Ho aspettato qualche giorno per ragionare un po' su Carmelo Bene per verificare come i media grandi e piccoli di questa Nazione avrebbero ricordato il genio della drammaturgia in occasione del decimo anniversario della sua morte, o dell'ultima manifestazione della sua assenza.
Diciamoci subito che è sempre un brutto segnale che un simile genio, un predicato che viene attribuito fin troppo facilmente ai nostri giorni, ma che in questo caso è certamente meritato, che i media nazionali se la siano cavata con il minimo aziendale, con il commosso articoletto in ricordo messo in terza pagina, coccodrillo posticipato di dieci anni, pieno di luoghi comuni e totale mancanza di una minima volontà di spiegare al lettore la personalità e l'opera dell'attore e autore. Mi sono però piaciuti i due articoli scritti da Elena Gaiardoni su il Giornale, il 15 e il 16 Marzo.
Non stupisce che nessuno abbia pensato a riproporre qualche realizzazione di Bene, che non si sia trovato qualche minuto per illustrarne l'opera, neanche in quei programmi televisivi che ostentano la loro vocazione "culturale". Eppure la Rai ne ha di opere di bene in archivio, così tante che avrebbe potuto dedicare al genio nato a Campi Salentina, un'intera giornata di programmazione.
Eppure dicono che i canali digitali sono nati anche per proporre cose non propriamente popolari e commerciali, oltre che a "Fisica o Chimica", di cui si è fatto gran parlare nei giorni scorsi.
Nemmeno nessun editore ha pensato di riproporre in libreria la sua opera omnia, invece ci si deve accontentare, anche se è un dono prezioso, della biografia dell'attore scritta dal suo amico fraterno e biografo ufficiale Giancarlo Dotto, che è solo un libretto, un "Elogio di Carmelo Bene" (Tullio Pironti Editore, € 3.90) ma la sola testimonianza che può restituire la personalità autentica del raccontato.
Per prima cosa mi pare fuor di ogni logica la definizione di Bene come esemplificazione dell'immagine del genio e della sregolatezza, luogo comune molto praticato sulla stampa, nel giorno del ricordo: non c'era niente di sregolato nel genio di Carmelo Bene, a meno che si voglia definire sregolato lo studio incessante che portava poi l'attore a creare le sue scritture di scena. Studi approfonditi, analitici e scientifici che, per esempio, lo fecero diventare uno dei massimi conoscitori della storia Medicea, quando lavorò alla messa in scena del "Lorenzaccio".

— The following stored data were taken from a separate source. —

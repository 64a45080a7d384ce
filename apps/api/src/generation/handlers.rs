//! Axum route handlers for the Generation API.
//!
//! Handlers validate input, charge the caller's rate limit, and then always
//! answer 200: AI failures surface as `fallback: true` payloads.

use axum::{
    extract::{multipart::MultipartError, Multipart, State},
    http::StatusCode,
    Json,
};
use bytes::Bytes;
use serde::{Deserialize, Serialize};
use serde_json::Value;
use tracing::info;

use crate::auth::AuthUser;
use crate::errors::AppError;
use crate::generation::discovery::{
    generate_cards, generate_details, CardParams, DetailParams, DiscoveryCard, DiscoveryDetails,
};
use crate::generation::quiz::{generate_quiz, Quiz, QuizParams};
use crate::generation::{non_blank, Difficulty, Generated};
use crate::state::AppState;

/// Uploaded exam papers may be up to this size.
pub const MAX_PAPER_UPLOAD_BYTES: usize = 10 * 1024 * 1024;

// ────────────────────────────────────────────────────────────────────────────
// Request / Response types
// ────────────────────────────────────────────────────────────────────────────

#[derive(Debug, Deserialize)]
pub struct QuizFromPaperRequest {
    pub paper_id: Option<String>,
    pub paper_text: Option<String>,
    pub subject: Option<String>,
    pub num_questions: Option<usize>,
    pub difficulty: Option<String>,
}

#[derive(Debug, Deserialize)]
pub struct QuizFromTopicRequest {
    pub topic: Option<String>,
    pub category: Option<String>,
    pub num_questions: Option<usize>,
    pub difficulty: Option<String>,
}

#[derive(Debug, Deserialize)]
pub struct DiscoveryCardsRequest {
    pub category: Option<String>,
    pub count: Option<usize>,
}

#[derive(Debug, Deserialize)]
pub struct DiscoveryDetailsRequest {
    pub title: Option<String>,
    pub category: Option<String>,
    pub summary: Option<String>,
}

#[derive(Debug, Serialize)]
pub struct QuizResponse {
    pub success: bool,
    pub fallback: bool,
    pub quiz: Quiz,
}

#[derive(Debug, Serialize)]
pub struct DiscoveryCardsResponse {
    pub success: bool,
    pub fallback: bool,
    pub category: String,
    pub cards: Vec<DiscoveryCard>,
}

#[derive(Debug, Serialize)]
pub struct DiscoveryDetailsResponse {
    pub success: bool,
    pub fallback: bool,
    pub details: DiscoveryDetails,
}

impl From<Generated<Quiz>> for QuizResponse {
    fn from(generated: Generated<Quiz>) -> Self {
        Self {
            success: !generated.fallback,
            fallback: generated.fallback,
            quiz: generated.payload,
        }
    }
}

// ────────────────────────────────────────────────────────────────────────────
// Handlers
// ────────────────────────────────────────────────────────────────────────────

/// POST /api/quiz/from-paper
///
/// Builds a practice quiz from a stored paper (`paper_id`) or pasted text.
pub async fn handle_quiz_from_paper(
    State(state): State<AppState>,
    user: AuthUser,
    Json(request): Json<QuizFromPaperRequest>,
) -> Result<Json<QuizResponse>, AppError> {
    let difficulty = parse_difficulty(request.difficulty.as_deref())?;

    let (paper_text, subject) = match (non_blank(request.paper_id), non_blank(request.paper_text)) {
        (Some(paper_id), _) => {
            let (text, subject_code) = load_paper_text(&state, &paper_id).await?;
            (text, non_blank(request.subject).or(Some(subject_code)))
        }
        (None, Some(text)) => (text, request.subject),
        (None, None) => {
            return Err(AppError::Validation(
                "Either paper_id or paper_text is required".to_string(),
            ))
        }
    };

    state.rate_limiter.check_default(&user.email).await?;

    let params = QuizParams::from_paper(paper_text, subject, request.num_questions, difficulty);
    info!(user = %user.email, subject = %params.subject, "Generating quiz from paper");
    Ok(Json(generate_quiz(state.llm.as_ref(), &params).await.into()))
}

/// POST /api/quiz/from-paper/upload
///
/// Multipart form: `file` (PDF) plus optional `subject`, `num_questions`, `difficulty`.
pub async fn handle_quiz_from_paper_upload(
    State(state): State<AppState>,
    user: AuthUser,
    mut multipart: Multipart,
) -> Result<Json<QuizResponse>, AppError> {
    let mut pdf: Option<Bytes> = None;
    let mut subject = None;
    let mut num_questions = None;
    let mut difficulty = None;

    while let Some(field) = multipart
        .next_field()
        .await
        .map_err(|e| multipart_error("Invalid multipart body", e))?
    {
        let name = field.name().unwrap_or_default().to_string();
        match name.as_str() {
            "file" => {
                pdf = Some(
                    field
                        .bytes()
                        .await
                        .map_err(|e| multipart_error("Failed to read file", e))?,
                )
            }
            "subject" | "num_questions" | "difficulty" => {
                let text = field
                    .text()
                    .await
                    .map_err(|e| multipart_error(&format!("Invalid field '{name}'"), e))?;
                match name.as_str() {
                    "subject" => subject = Some(text),
                    "num_questions" => {
                        num_questions = Some(text.trim().parse::<usize>().map_err(|_| {
                            AppError::Validation("num_questions must be a positive integer".to_string())
                        })?)
                    }
                    _ => difficulty = Some(text),
                }
            }
            _ => {}
        }
    }

    let pdf = pdf
        .filter(|b| !b.is_empty())
        .ok_or_else(|| AppError::Validation("A PDF file is required".to_string()))?;
    let difficulty = parse_difficulty(difficulty.as_deref())?;

    state.rate_limiter.check_default(&user.email).await?;

    let paper_text = extract_pdf_text(pdf).await?;
    let params = QuizParams::from_paper(paper_text, subject, num_questions, difficulty);
    info!(user = %user.email, subject = %params.subject, "Generating quiz from uploaded paper");
    Ok(Json(generate_quiz(state.llm.as_ref(), &params).await.into()))
}

/// Bodies cut off by the upload limit become 413, anything else malformed 400.
fn multipart_error(context: &str, err: MultipartError) -> AppError {
    if err.status() == StatusCode::PAYLOAD_TOO_LARGE {
        AppError::PayloadTooLarge(format!(
            "Uploads are limited to {} MB",
            MAX_PAPER_UPLOAD_BYTES / (1024 * 1024)
        ))
    } else {
        AppError::Validation(format!("{context}: {err}"))
    }
}

/// POST /api/quiz/from-topic
pub async fn handle_quiz_from_topic(
    State(state): State<AppState>,
    user: AuthUser,
    Json(request): Json<QuizFromTopicRequest>,
) -> Result<Json<QuizResponse>, AppError> {
    let topic = non_blank(request.topic)
        .ok_or_else(|| AppError::Validation("topic is required".to_string()))?;
    let difficulty = parse_difficulty(request.difficulty.as_deref())?;

    state.rate_limiter.check_default(&user.email).await?;

    let params = QuizParams::from_topic(topic, request.category, request.num_questions, difficulty);
    info!(user = %user.email, topic = %params.subject, "Generating quiz from topic");
    Ok(Json(generate_quiz(state.llm.as_ref(), &params).await.into()))
}

/// POST /api/discovery/cards
pub async fn handle_discovery_cards(
    State(state): State<AppState>,
    user: AuthUser,
    Json(request): Json<DiscoveryCardsRequest>,
) -> Result<Json<DiscoveryCardsResponse>, AppError> {
    state.rate_limiter.check_default(&user.email).await?;

    let params = CardParams::new(request.category, request.count);
    let generated = generate_cards(state.llm.as_ref(), &params).await;
    Ok(Json(DiscoveryCardsResponse {
        success: !generated.fallback,
        fallback: generated.fallback,
        category: params.category,
        cards: generated.payload,
    }))
}

/// POST /api/discovery/details
pub async fn handle_discovery_details(
    State(state): State<AppState>,
    user: AuthUser,
    Json(request): Json<DiscoveryDetailsRequest>,
) -> Result<Json<DiscoveryDetailsResponse>, AppError> {
    let title = non_blank(request.title)
        .ok_or_else(|| AppError::Validation("title is required".to_string()))?;

    state.rate_limiter.check_default(&user.email).await?;

    let params = DetailParams::new(title, request.category, request.summary);
    let generated = generate_details(state.llm.as_ref(), &params).await;
    Ok(Json(DiscoveryDetailsResponse {
        success: !generated.fallback,
        fallback: generated.fallback,
        details: generated.payload,
    }))
}

// ────────────────────────────────────────────────────────────────────────────
// Helpers
// ────────────────────────────────────────────────────────────────────────────

fn parse_difficulty(raw: Option<&str>) -> Result<Option<Difficulty>, AppError> {
    match raw.map(str::trim).filter(|s| !s.is_empty()) {
        None => Ok(None),
        Some(s) => Difficulty::parse_lenient(s).map(Some).ok_or_else(|| {
            AppError::Validation(format!("difficulty must be easy, medium or hard (got '{s}')"))
        }),
    }
}

/// Loads a stored paper's extracted questions as prompt text, with its subject code.
async fn load_paper_text(state: &AppState, paper_id: &str) -> Result<(String, String), AppError> {
    let row: Option<(Value, String)> = sqlx::query_as(
        "SELECT extracted_questions, subject_code FROM question_papers WHERE paper_id = $1",
    )
    .bind(paper_id)
    .fetch_optional(&state.db)
    .await?;

    let (questions, subject_code) =
        row.ok_or_else(|| AppError::NotFound(format!("Question paper {paper_id} not found")))?;
    let text = paper_text_from_questions(&questions);
    if text.trim().is_empty() {
        return Err(AppError::Validation(format!(
            "Question paper {paper_id} has no extracted questions"
        )));
    }
    Ok((text, subject_code))
}

/// Renders an `extracted_questions` blob (strings or `{question, marks}`
/// objects) as a numbered list.
fn paper_text_from_questions(questions: &Value) -> String {
    questions
        .as_array()
        .map(|items| {
            items
                .iter()
                .filter_map(|q| match q {
                    Value::String(s) => Some(s.clone()),
                    Value::Object(o) => {
                        let text = o.get("question")?.as_str()?;
                        Some(match o.get("marks").and_then(Value::as_u64) {
                            Some(marks) => format!("{text} [{marks} marks]"),
                            None => text.to_string(),
                        })
                    }
                    _ => None,
                })
                .enumerate()
                .map(|(i, q)| format!("{}. {}", i + 1, q))
                .collect::<Vec<_>>()
                .join("\n")
        })
        .unwrap_or_default()
}

async fn extract_pdf_text(pdf: Bytes) -> Result<String, AppError> {
    let text = tokio::task::spawn_blocking(move || pdf_extract::extract_text_from_mem(&pdf))
        .await
        .map_err(|e| AppError::Internal(anyhow::anyhow!("PDF extraction task failed: {e}")))?
        .map_err(|e| AppError::Validation(format!("Could not read text from the PDF: {e}")))?;
    if text.trim().is_empty() {
        return Err(AppError::Validation(
            "The PDF contains no extractable text".to_string(),
        ));
    }
    Ok(text)
}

Solo il ragazzino che si trovi casualmente di fronte alla sua Salomè può pensare di essere incappato nelle folli irragionevolezze di un intellettuale perso in chissà quali fantasie, magari pure artificiali.
Per fortuna però la vita da sempre una seconda possibilità e il ragazzino, nel frattempo cresciuto ebbe l'occasione di riscoprire il genio di Carmelo Bene grazie...a Stefan Edberg. la comune ammirazione del gesto tecnico del campione svedese lo portò infatti a riconsiderare le opinioni sul non maestro dell'assenza e a scoprire la sua opera, un universo di conoscenza nel quale è facile perdersi, un inesauribile miniera di sorprese, di bellezza e di divertimento.
Neanche Bene è però rimasto indenne dal culto feticista di un gruppo di fans che non avendo capito molto del suo pensiero lo hanno eletto a profeta di una religione personale, fatta del culto dei suoi aforismi e di alcune celebri invettive, dimentichi però del suo vero comandamento: "DIMENTICATEMI!"
Perché tutta la vita di bene è stata segnata dal demolire quello che aveva costruito, di liberarsi di quello che aveva raccolto, di svuotarsi dopo essersi riempito. L'obiettivo era quella di scomparire e del resto amava dire che lui non era mai nato (figuriamoci poi se poteva morire), di tornare alla innocenza ignorante del fanciullino, privo di sovrastrutture mentali.
In mancanza degli interventi delle istituzioni demandate sono i privati cittadini a restituire al Genio i riconoscimenti che gli si debbono. Youtube è piena di filmati che possono aiutare anche i più giovani a scoprire l'universo Carmelo, in attesa che gli eredi la finiscano di litigare e facciano funzionare la sua fondazione, quell'Immemoriale che il non maestro aveva ideato per conservare e divulgare la propria opera.